TP SOLID GOLD BERJANGKA |

Pyrotherapy: Ketika Penyakit Malaria Sengaja Digunakan Sebagai Obat

broken image

PT SOLID GOLD BERJANGKA - Pada awal abad ke-20 sebelum ada antibiotik, dokter saat itu punya metode terapi yang tidak biasa untuk melawan infeksi penyakit sifilis. Disebut pyrotherapy dokter akan dengan sengaja memanfaatkan parasit malaria untuk menginfeksi pasien dan mengalahkan efek sifilis dari tubuhnya.

Logika di balik terapi tersebut dijelaskan oleh Olivia Gordon dari Scishow adalah karena malaria dapat menyebabkan demam tinggi berulang pada tubuh. Demam itu yang dipercaya dapat menjadi senjata untuk melawan sifilis seperti yang ditemukan oleh penggagasnya Julius Wagner-Jauregg.

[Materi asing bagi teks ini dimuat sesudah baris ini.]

//! Online recognition of arithmetical digital straight segments.
//!
//! A digital straight segment (DSS) of slope `a/b`, offset `mu` and thickness `omega` is a run
//! of lattice points `P` satisfying `mu <= a·P.x - b·P.y < mu + omega`, where `omega` is
//! `|a| + |b|` for 4-connected runs and `max(|a|, |b|)` for 8-connected ones.

mod connectivity;
mod dss3d;
mod remainder;
mod state;
mod steps;

use std::{
    fmt::{self, Display},
    marker::PhantomData,
};

use num_traits::Signed;

pub use self::connectivity::{Connectivity, Eight, Four};
pub use self::dss3d::ArithmeticalDss3d;
pub use self::state::LeaningPoints;

use self::state::{Case, State};
use crate::{
    Integer,
    cursor::{Cursor, SliceCursor, between},
    integer::gcd,
    point::Point2,
};

/// A 4-connected [`ArithmeticalDss`] over a slice of points.
pub type Dss4<'a, T> = ArithmeticalDss<Four, SliceCursor<'a, Point2<T>>, T>;

/// An 8-connected [`ArithmeticalDss`] over a slice of points.
pub type Dss8<'a, T> = ArithmeticalDss<Eight, SliceCursor<'a, Point2<T>>, T>;

/// Incremental recognizer of the digital straight segment starting at a given position of a
/// sequence of points.
///
/// The segment only holds cursors into the sequence, which must outlive it.
#[derive(Debug, Clone)]
pub struct ArithmeticalDss<K, C, T> {
    pub(crate) state: State<T>,
    first: C,
    last: C,
    len: usize,
    connectivity: PhantomData<K>,
}

impl<K, C, T> ArithmeticalDss<K, C, T>
where
    K: Connectivity,
    C: Cursor<Point = Point2<T>>,
    T: Integer + Signed,
{
    /// Returns the segment made of the single point at the given position.
    pub fn new(cursor: C) -> Self {
        Self {
            state: State::new(cursor.point()),
            first: cursor.clone(),
            last: cursor,
            len: 1,
            connectivity: PhantomData,
        }
    }

    /// Resets self to the segment made of the single point at the given position.
    pub fn init(&mut self, cursor: C) {
        *self = Self::new(cursor);
    }

    /// Tries to append the point at the given position to the back of the segment.
    ///
    /// The position must be the one following the last point of the segment. Returns true if,
    /// and only if, it is and the resulting run is a digital straight segment, in which case self
    /// is updated accordingly. Otherwise self is left untouched.
    pub fn extend(&mut self, cursor: C) -> bool {
        let Some(state) = self.check(&cursor) else {
            log::trace!(
                "point {} rejected by the segment of slope {}/{} and band [{}, {})",
                cursor.point(),
                self.state.a,
                self.state.b,
                self.state.mu,
                self.state.mu + self.state.omega,
            );

            return false;
        };

        self.commit(cursor, state);
        true
    }

    /// Tries to append the point following the last one of the segment.
    ///
    /// Returns false if there is no such point or it cannot be appended.
    pub fn extend_forward(&mut self) -> bool {
        self.last
            .next()
            .is_some_and(|cursor| self.extend(cursor))
    }

    /// Removes the first point of the segment.
    ///
    /// Returns false, leaving self untouched, if the segment has a single point. The remaining
    /// run is recognized again, so the cost is linear in the length of the segment.
    pub fn retract(&mut self) -> bool {
        if self.first == self.last {
            return false;
        }

        let Some(first) = self.first.next() else {
            return false;
        };

        // Every sub-run of a digital straight segment is a digital straight segment, hence
        // recognizing the remaining run again always reaches the last point.
        let mut dss = Self::new(first);
        while dss.last != self.last {
            if !dss.extend_forward() {
                return false;
            }
        }

        *self = dss;
        true
    }

    /// Returns the state resulting from appending the point at the given position, if any.
    ///
    /// Positions other than the one following the last point are always rejected.
    pub(crate) fn check(&self, cursor: &C) -> Option<State<T>> {
        if self.last.next().as_ref() != Some(cursor) {
            return None;
        }

        self.state
            .extended::<K>(self.last.point(), cursor.point())
    }

    /// Sets the given position as the back of the segment described by the given state.
    pub(crate) fn commit(&mut self, cursor: C, state: State<T>) {
        if !self.state.is_trivial() && (state.a, state.b) != (self.state.a, self.state.b) {
            log::debug!(
                "segment slope updated from {}/{} to {}/{} at point {}",
                self.state.a,
                self.state.b,
                state.a,
                state.b,
                cursor.point(),
            );
        }

        self.state = state;
        self.last = cursor;
        self.len += 1;
    }

    /// Returns the remainder `a·P.x - b·P.y` of the given point.
    pub fn remainder(&self, point: &Point2<T>) -> T {
        self.state.remainder(point)
    }

    /// Returns an ordered iterator over the points of the segment.
    pub fn points(&self) -> impl Iterator<Item = Point2<T>> + '_ {
        between(&self.first, &self.last)
    }

    /// Returns true if, and only if, the arithmetical description of the segment is consistent
    /// with its points.
    pub fn is_valid(&self) -> bool {
        if self.len == 0 {
            return false;
        }

        let State {
            a,
            b,
            mu,
            omega,
            leaning,
            ..
        } = self.state;

        if self.state.is_trivial() {
            return mu.is_zero()
                && omega.is_one()
                && self.points().all(|point| point == leaning.upper_front);
        }

        let lower = mu + omega - T::one();
        gcd(a, b).is_one()
            && omega == K::omega(a, b)
            && self.remainder(&leaning.upper_front) == mu
            && self.remainder(&leaning.upper_back) == mu
            && self.remainder(&leaning.lower_front) == lower
            && self.remainder(&leaning.lower_back) == lower
            && self.points().all(|point| {
                matches!(
                    Case::of(self.remainder(&point), mu, omega),
                    Case::Interior { .. }
                )
            })
    }
}

impl<K, C, T> ArithmeticalDss<K, C, T>
where
    T: Copy,
{
    /// Returns the numerator of the slope.
    pub fn a(&self) -> T {
        self.state.a
    }

    /// Returns the denominator of the slope.
    pub fn b(&self) -> T {
        self.state.b
    }

    /// Returns the lower bound of the remainders of the segment.
    pub fn mu(&self) -> T {
        self.state.mu
    }

    /// Returns the thickness of the segment.
    pub fn omega(&self) -> T {
        self.state.omega
    }

    pub fn leaning_points(&self) -> &LeaningPoints<T> {
        &self.state.leaning
    }

    /// Returns the position of the first point of the segment.
    pub fn first(&self) -> &C {
        &self.first
    }

    /// Returns the position of the last point of the segment.
    pub fn last(&self) -> &C {
        &self.last
    }

    /// Returns the amount of points in the segment.
    pub fn len(&self) -> usize {
        self.len
    }

    /// Always returns false, since a segment has at least one point.
    pub fn is_empty(&self) -> bool {
        self.len == 0
    }
}

impl<'a, K, T> ArithmeticalDss<K, SliceCursor<'a, Point2<T>>, T>
where
    K: Connectivity,
    T: Integer + Signed,
{
    /// Splits the given points into successive maximal segments.
    ///
    /// Each segment starts at the last point of the previous one, unless the previous one could
    /// not be extended at all, in which case the next segment starts at the rejected point.
    pub fn greedy(points: &'a [Point2<T>]) -> Vec<Self> {
        let mut segments = Vec::new();
        let mut next = SliceCursor::new(points);

        while let Some(cursor) = next {
            let mut dss = Self::new(cursor);
            while dss.extend_forward() {}

            next = match dss.last.next() {
                Some(rejected) if dss.len == 1 => Some(rejected),
                Some(_) => Some(dss.last),
                None => None,
            };

            segments.push(dss);
        }

        segments
    }
}

impl<K, C, D, T> PartialEq<ArithmeticalDss<K, D, T>> for ArithmeticalDss<K, C, T>
where
    T: PartialEq + Copy,
{
    /// Two segments are equal if, and only if, their leaning points match, either as they are
    /// or once one of them is reversed (the same segment scanned the other way round).
    fn eq(&self, other: &ArithmeticalDss<K, D, T>) -> bool {
        self.state.leaning == other.state.leaning
            || self.state.leaning == other.state.leaning.reversed()
    }
}

impl<K, C, T> Display for ArithmeticalDss<K, C, T>
where
    K: Connectivity,
    C: Cursor<Point = Point2<T>>,
    T: Display + Copy,
{
    fn fmt(&self, f: &mut fmt::Formatter<'_>) -> fmt::Result {
        let State {
            a,
            b,
            mu,
            omega,
            leaning,
            ..
        } = &self.state;

        writeln!(f, "[ArithmeticalDss {}-connected]", K::NEIGHBORS)?;
        writeln!(f, "Parameters (a,b,mu,omega)=({a}, {b}, {mu}, {omega})")?;
        writeln!(
            f,
            "First point {} Last point {} Length {}",
            self.first.point(),
            self.last.point(),
            self.len
        )?;
        writeln!(f, "Leaning points:")?;
        writeln!(f, "   Uf {}", leaning.upper_front)?;
        writeln!(f, "   Ul {}", leaning.upper_back)?;
        writeln!(f, "   Lf {}", leaning.lower_front)?;
        write!(f, "   Ll {}", leaning.lower_back)
    }
}
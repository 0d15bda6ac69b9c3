use num_traits::PrimInt;

use crate::Integer;

/// A separable distance of the digital space.
///
/// The distance between two points is the sum of the `p`-th powers of the length of their
/// displacement along each axis, being `p` the exponent of the metric. An exponent of zero stands
/// for the chessboard distance, the maximum of these lengths.
pub trait Metric {
    /// Returns the exponent of the metric.
    fn exponent(&self) -> u32;

    /// Returns the contribution of a displacement of the given length along a single axis, if it
    /// fits in `U`.
    fn power<U: PrimInt>(&self, length: usize) -> Option<U> {
        num_traits::checked_pow(U::from(length)?, self.exponent() as usize)
    }

    /// Returns the distance made of the given contribution along one axis and the partial distance
    /// over the other axes, if it fits in `U`.
    fn combine<U: PrimInt>(&self, power: U, partial: U) -> Option<U> {
        power.checked_add(&partial)
    }

    /// Returns the distance from the position `x` of a line to the site at position `site`, whose
    /// partial distance is `height`.
    fn cost<U: PrimInt>(&self, x: usize, site: usize, height: U) -> Option<U> {
        self.combine(self.power(x.distance(site))?, height)
    }

    /// Returns the last position in `[0, len)` at which the site `i` is not farther than the site
    /// `u`, being `i < u`, or -1 if there is none.
    fn separator<U: PrimInt>(&self, i: usize, u: usize, h_i: U, h_u: U, len: usize) -> isize {
        search(self, i, u, h_i, h_u, len)
    }
}

/// The L∞ distance.
#[derive(Debug, Clone, Copy, PartialEq, Eq, Default)]
pub struct Chessboard;

impl Metric for Chessboard {
    fn exponent(&self) -> u32 {
        0
    }

    fn power<U: PrimInt>(&self, length: usize) -> Option<U> {
        U::from(length)
    }

    fn combine<U: PrimInt>(&self, power: U, partial: U) -> Option<U> {
        Some(power.max(partial))
    }

    fn separator<U: PrimInt>(&self, i: usize, u: usize, h_i: U, h_u: U, len: usize) -> isize {
        let (Some(hi), Some(hu)) = (h_i.to_i128(), h_u.to_i128()) else {
            return search(self, i, u, h_i, h_u, len);
        };

        let (i, u) = (i as i128, u as i128);
        let middle = (i + u).div_euclid(2);
        let separator = if hi <= hu {
            i.saturating_add(hu).max(middle)
        } else {
            (u - hi).min(middle)
        };

        clamp(separator, len)
    }
}

/// The L1 distance.
#[derive(Debug, Clone, Copy, PartialEq, Eq, Default)]
pub struct Manhattan;

impl Metric for Manhattan {
    fn exponent(&self) -> u32 {
        1
    }

    fn separator<U: PrimInt>(&self, i: usize, u: usize, h_i: U, h_u: U, len: usize) -> isize {
        let (Some(hi), Some(hu)) = (h_i.to_i128(), h_u.to_i128()) else {
            return search(self, i, u, h_i, h_u, len);
        };

        let (i, u) = (i as i128, u as i128);
        if hu >= hi.saturating_add(u - i) {
            return clamp(i128::MAX, len);
        }

        if hi > hu.saturating_add(u - i) {
            return -1;
        }

        clamp((hu - hi + u + i).div_euclid(2), len)
    }
}

/// The squared L2 distance.
#[derive(Debug, Clone, Copy, PartialEq, Eq, Default)]
pub struct SquaredEuclidean;

impl Metric for SquaredEuclidean {
    fn exponent(&self) -> u32 {
        2
    }

    fn separator<U: PrimInt>(&self, i: usize, u: usize, h_i: U, h_u: U, len: usize) -> isize {
        let separator = || {
            let (hi, hu) = (h_i.to_i128()?, h_u.to_i128()?);
            let (i, u) = (i as i128, u as i128);
            let numerator = u
                .checked_mul(u)?
                .checked_sub(i.checked_mul(i)?)?
                .checked_add(hu - hi)?;

            Some(numerator.div_euclid(2 * (u - i)))
        };

        separator()
            .map(|separator| clamp(separator, len))
            .unwrap_or_else(|| search(self, i, u, h_i, h_u, len))
    }
}

/// The distance of an arbitrary exponent.
///
/// Exponents zero, one and two behave as [`Chessboard`], [`Manhattan`] and [`SquaredEuclidean`]
/// respectively.
#[derive(Debug, Clone, Copy, PartialEq, Eq)]
pub struct Exponent(pub u32);

impl Metric for Exponent {
    fn exponent(&self) -> u32 {
        self.0
    }

    fn power<U: PrimInt>(&self, length: usize) -> Option<U> {
        match self.0 {
            0 => Chessboard.power(length),
            exponent => num_traits::checked_pow(U::from(length)?, exponent as usize),
        }
    }

    fn combine<U: PrimInt>(&self, power: U, partial: U) -> Option<U> {
        match self.0 {
            0 => Chessboard.combine(power, partial),
            _ => power.checked_add(&partial),
        }
    }

    fn separator<U: PrimInt>(&self, i: usize, u: usize, h_i: U, h_u: U, len: usize) -> isize {
        match self.0 {
            0 => Chessboard.separator(i, u, h_i, h_u, len),
            1 => Manhattan.separator(i, u, h_i, h_u, len),
            2 => SquaredEuclidean.separator(i, u, h_i, h_u, len),
            _ => search(self, i, u, h_i, h_u, len),
        }
    }
}

/// Returns true if, and only if, the distance a is greater than b, being [`None`] a distance too
/// large to be represented.
pub(crate) fn exceeds<U: Ord>(a: Option<U>, b: Option<U>) -> bool {
    match (a, b) {
        (Some(a), Some(b)) => a > b,
        (None, Some(_)) => true,
        (_, None) => false,
    }
}

/// Returns the separator of the sites i and u by bisection.
///
/// The positions at which i is not farther than u always precede the ones at which it is.
fn search<M, U>(metric: &M, i: usize, u: usize, h_i: U, h_u: U, len: usize) -> isize
where
    M: Metric + ?Sized,
    U: PrimInt,
{
    let (mut lo, mut hi) = (-1_isize, len as isize);
    while hi - lo > 1 {
        let mid = lo + (hi - lo) / 2;
        if exceeds(metric.cost(mid as usize, i, h_i), metric.cost(mid as usize, u, h_u)) {
            hi = mid;
        } else {
            lo = mid;
        }
    }

    lo
}

fn clamp(separator: i128, len: usize) -> isize {
    separator.clamp(-1, len as i128 - 1) as isize
}
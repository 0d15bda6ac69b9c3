use crate::point::{Point2, Point3};

/// A read-only position in an ordered sequence of points.
///
/// Cursors do not own the sequence they point into: two cursors are equal if, and only if, they
/// denote the same position of the same sequence.
pub trait Cursor: Clone + PartialEq {
    /// The type of point in the sequence.
    type Point;

    /// Returns the point at this position.
    fn point(&self) -> Self::Point;

    /// Returns the cursor to the following position, if any.
    fn next(&self) -> Option<Self>;
}

/// A [`Cursor`] into a slice of points, traversed from the first to the last element.
#[derive(Debug)]
pub struct SliceCursor<'a, P> {
    points: &'a [P],
    index: usize,
}

impl<P> Clone for SliceCursor<'_, P> {
    fn clone(&self) -> Self {
        *self
    }
}

impl<P> Copy for SliceCursor<'_, P> {}

impl<P> PartialEq for SliceCursor<'_, P> {
    fn eq(&self, other: &Self) -> bool {
        std::ptr::eq(self.points, other.points) && self.index == other.index
    }
}

impl<'a, P> SliceCursor<'a, P> {
    /// Returns a cursor to the first point of the given slice, if any.
    pub fn new(points: &'a [P]) -> Option<Self> {
        Self::at(points, 0)
    }

    /// Returns a cursor to the point at the given index, if any.
    pub fn at(points: &'a [P], index: usize) -> Option<Self> {
        (index < points.len()).then_some(Self { points, index })
    }

    /// Returns the index of the position in the slice.
    pub fn index(&self) -> usize {
        self.index
    }
}

impl<P> Cursor for SliceCursor<'_, P>
where
    P: Copy,
{
    type Point = P;

    fn point(&self) -> P {
        self.points[self.index]
    }

    fn next(&self) -> Option<Self> {
        Self::at(self.points, self.index + 1)
    }
}

/// A [`Cursor`] into a slice of points, traversed from the last to the first element.
#[derive(Debug)]
pub struct ReverseCursor<'a, P> {
    points: &'a [P],
    index: usize,
}

impl<P> Clone for ReverseCursor<'_, P> {
    fn clone(&self) -> Self {
        *self
    }
}

impl<P> Copy for ReverseCursor<'_, P> {}

impl<P> PartialEq for ReverseCursor<'_, P> {
    fn eq(&self, other: &Self) -> bool {
        std::ptr::eq(self.points, other.points) && self.index == other.index
    }
}

impl<'a, P> ReverseCursor<'a, P> {
    /// Returns a cursor to the last point of the given slice, if any.
    pub fn new(points: &'a [P]) -> Option<Self> {
        let index = points.len().checked_sub(1)?;
        Some(Self { points, index })
    }

    /// Returns the index of the position in the slice.
    pub fn index(&self) -> usize {
        self.index
    }
}

impl<P> Cursor for ReverseCursor<'_, P>
where
    P: Copy,
{
    type Point = P;

    fn point(&self) -> P {
        self.points[self.index]
    }

    fn next(&self) -> Option<Self> {
        Some(Self {
            points: self.points,
            index: self.index.checked_sub(1)?,
        })
    }
}

/// A coordinate plane of the digital space.
#[derive(Debug, Clone, Copy, PartialEq, Eq)]
pub enum Plane {
    XY,
    XZ,
    YZ,
}

impl Plane {
    /// Returns the shadow of the given point on this plane.
    pub fn project<T: Copy>(&self, point: Point3<T>) -> Point2<T> {
        let [x, y, z] = point.0;
        match self {
            Plane::XY => [x, y].into(),
            Plane::XZ => [x, z].into(),
            Plane::YZ => [y, z].into(),
        }
    }
}

/// A [`Cursor`] that reads the points of a 3d sequence through their projection on a [`Plane`].
#[derive(Debug, Clone, PartialEq)]
pub struct Projected<C> {
    cursor: C,
    plane: Plane,
}

impl<C> Projected<C> {
    pub fn new(cursor: C, plane: Plane) -> Self {
        Self { cursor, plane }
    }

    /// Returns the cursor into the 3d sequence.
    pub fn inner(&self) -> &C {
        &self.cursor
    }

    pub fn plane(&self) -> Plane {
        self.plane
    }
}

impl<C, T> Cursor for Projected<C>
where
    C: Cursor<Point = Point3<T>>,
    T: Copy,
{
    type Point = Point2<T>;

    fn point(&self) -> Point2<T> {
        self.plane.project(self.cursor.point())
    }

    fn next(&self) -> Option<Self> {
        Some(Self {
            cursor: self.cursor.next()?,
            plane: self.plane,
        })
    }
}

/// Iterates over the points from `first` to `last`, both included.
///
/// The iteration stops at the end of the sequence if `last` is never reached.
#[cfg_attr(not(feature = "dss"), allow(dead_code))]
pub(crate) fn between<C>(first: &C, last: &C) -> impl Iterator<Item = C::Point>
where
    C: Cursor,
{
    let last = last.clone();
    let mut next = Some(first.clone());

    std::iter::from_fn(move || {
        let current = next.take()?;
        if current != last {
            next = current.next();
        }

        Some(current.point())
    })
}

“Ini adalah teknik berisiko yang digunakan untuk mengobati neurosifilis pada awal abad ke-20. Neurosifilis sendiri bisa terjadi bila kamu tidak mengobati sifilis akibat infeksi bakteri treponema pallidum,” kata Olivia Gordon

Wagner-Jauregg saat itu memerhatikan bahwa ada pasien neurosifilis yang mengalami peningkatan kondisi setelah terserang demam. Ia berpikir mungkin demam itu yang membantu pasien, namun tidak punya cara untuk mengkonfirmasinya. Akhirnya ia melakukan eksperimen kecil berbahaya tanpa sepertujuan yaitu menggunakan bakteri mulai dari tuberkulosis hingga tipes namun tidak berhasil.

Hingga pada tahun 1917 seorang prajurit dengan malaria dikirim ke kliniknya dan ia melihat ada kesempatan untuk melanjutkan eksperimen itu. Malaria disebabkan oleh parasit plasmodium dan dapat menyebabkan demam tinggi berulang yang bisa berujung fatal.

Hanya saja berbeda dari sifilis yang belum ada obatnya, malaria sudah ada yaitu pil kina. Wagner-Jauregg melanjutkan eksperimen mengambil darah dari prajurit yang terinfeksi malaria itu dan menyuntikkannya ke beberapa pasien neurosifilis.

Pasien tersebut terkena malaria menjalani siklus demam tinggi sebelum diberikan pil kina. Hasilnya 6 dari 9 pasien diketahui memiliki kondisi neurosifilis yang lebih baik.

Sejak itu pyrotherapy pun menjadi prosedur umum untuk mengobati neurosifillis dengan angka keberhasilan hingga 50 persen. Namun demikian menurut Olivia angka kematian karena malarianya juga cukup tinggi mencapai 15 persen dari pasien.

“Ketika sudah ada antibiotik, sifilis jadi dapat disembuhkan tanpa harus menginfeksi orang-orang dengan penyakit berbahaya lainnya. Jadi pada titik itu pyrotherapy mulai ditinggalkan,” kata Olivia.

Meski penelitian Wagner-Jauregg tidak sesuai dengan etika medis, ia tetap mendapatkan hadiah nobel pada tahun 1927 karena temuannya.